Ainsi l’effet n’est-il que plus spectaculaire : on s’incline, on avance d’un pas et, en un clin d’œil, le silence se fait. Face à nous, un escalier monumental éclairé par des « servantes », ces lampes de théâtre qui restent perpétuellement allumées, même lorsque la salle est plongée dans le noir. Après deux volées de marches, on poursuit l’ascension en s’engageant dans un escalier à vis, conduisant aux salons et à la loggia, qui s’ouvre sur des jardins à l’italienne et un parc de sept hectares, parfaitement ordonnés.

Vue depuis les tourettes de la Villa.
Le carré des Niobides dans le jardin de la Villa Médicis, moulages de statues antiques restaurés au XXe siècle par le sculpteur Michel Bourbon à la demande de Balthus, alors directeur de la Villa.

Plus loin, à l’écart des lieux ouverts à la visite, on trouvera les ateliers dans lesquels logent les seize pensionnaires hébergés par l’Académie de France à Rome, de jeunes artistes issus de toutes les disciplines, qui ont gagné, après une impitoyable sélection, le privilège de vivre le temps d’une année dans ce cadre unique au monde.

Douceur et harmonie

Côté ville, la Villa Médicis affiche les dehors un peu intimidants d’un palais Renaissance placé en surplomb du centre historique de Rome, sur la colline du Pincio. Mais une fois qu’on a gagné les jardins, l’impression est tout autre. Vue de la loggia, en effet, la Villa n’est que douceur et harmonie.

Elle a un côté pile et un côté face, et cette dualité se retrouve à tous les niveaux. Comme le chat de Schrödinger, à la fois mort et vivant dans une célèbre expérience intellectuelle de physique quantique, c’est un lieu à la fois ouvert et fermé, ancré dans le patrimoine et voué à la création, propice au travail et idéal pour la contemplation.

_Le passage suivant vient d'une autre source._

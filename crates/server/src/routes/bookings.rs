use axum::extract::State;
use axum::http::StatusCode;
use axum::Json;
use serde::Deserialize;
use tracing::info;

use models::{booking, BookingStatus};
use service::booking_service::{self, BookingInput};
use service::pagination::{Paged, Pagination};

use crate::errors::{ApiJson, ApiPath, ApiQuery, JsonApiError};
use crate::routes::auth::ServerState;
use crate::routes::parse_filter;

#[derive(Debug, Deserialize, utoipa::IntoParams)]
pub struct BookingQuery {
    /// pending, confirmed, completed or cancelled
    pub status: Option<String>,
    pub page: Option<u32>,
    pub per_page: Option<u32>,
}

#[derive(Debug, Deserialize)]
pub struct StatusUpdate {
    pub status: String,
}

#[utoipa::path(post, path = "/api/bookings", tag = "bookings", request_body = crate::openapi::BookingRequest, responses((status = 201, description = "Booking received"), (status = 400, description = "Bad Request")))]
pub async fn create(
    State(state): State<ServerState>,
    ApiJson(input): ApiJson<BookingInput>,
) -> Result<(StatusCode, Json<booking::Model>), JsonApiError> {
    let b = booking_service::create_booking(&state.db, input).await?;
    Ok((StatusCode::CREATED, Json(b)))
}

#[utoipa::path(get, path = "/api/admin/bookings", tag = "admin", params(BookingQuery), responses((status = 200, description = "Page of bookings"), (status = 400, description = "Unknown status")))]
pub async fn list(
    State(state): State<ServerState>,
    ApiQuery(q): ApiQuery<BookingQuery>,
) -> Result<Json<Paged<booking::Model>>, JsonApiError> {
    let status = parse_filter::<BookingStatus>(q.status.as_deref())?;
    let page = booking_service::list_bookings(&state.db, status, Pagination::from_query(q.page, q.per_page)).await?;
    Ok(Json(page))
}

#[utoipa::path(put, path = "/api/admin/bookings/{id}", tag = "admin", params(("id" = i32, Path, description = "Booking id")), request_body = crate::openapi::StatusRequest, responses((status = 200, description = "Status changed"), (status = 400, description = "Unknown status"), (status = 404, description = "Not Found")))]
pub async fn update_status(
    State(state): State<ServerState>,
    ApiPath(id): ApiPath<i32>,
    ApiJson(body): ApiJson<StatusUpdate>,
) -> Result<Json<booking::Model>, JsonApiError> {
    let b = booking_service::update_status(&state.db, id, &body.status).await?;
    Ok(Json(b))
}

#[utoipa::path(delete, path = "/api/admin/bookings/{id}", tag = "admin", params(("id" = i32, Path, description = "Booking id")), responses((status = 204, description = "Deleted"), (status = 404, description = "Not Found")))]
pub async fn delete(State(state): State<ServerState>, ApiPath(id): ApiPath<i32>) -> Result<StatusCode, JsonApiError> {
    if !booking_service::delete_booking(&state.db, id).await? {
        return Err(JsonApiError::not_found("booking"));
    }
    info!(id = %id, "booking deleted");
    Ok(StatusCode::NO_CONTENT)
}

Vue de la Chambre turque, conçue par Horace Vernet en 1830 (directeur de l’Académie de 1829 à1834).

Des visites guidées, en groupe, d’une partie de la Villa et des jardins sont organisées toute la journée, et le quotidien de la Villa est scandé d’événements ponctuels et ouverts au public. Jusqu’en février 2022, dans les jardins, est présentée une exposition du photographe anglais Martin Parr et de la revue ToiletPaper, cofondée par l’artiste italien contemporain Maurizio Cattelan.

Appartement historique du cardinal Ferdinand de Médicis (1549-1609), avec son décor Renaissance et ses plafonds peints par Jacopo Zucchi, à la fin du XVIe siècle.
Détail de la chambre des Eléments, l’une des trois pièces de l’appartement du cardinal de Médicis.

Mais, là encore, l’équilibre est fragile : que l’institution s’ouvre trop, et les artistes ne pourraient plus créer dans les meilleures conditions. Ainsi, la Villa Médicis se couperait de sa vocation première. Qu’elle se referme sur ses secrets, et cela ne ferait qu’accroître l’image caricaturale d’un lieu coupé du monde et peuplé de privilégiés.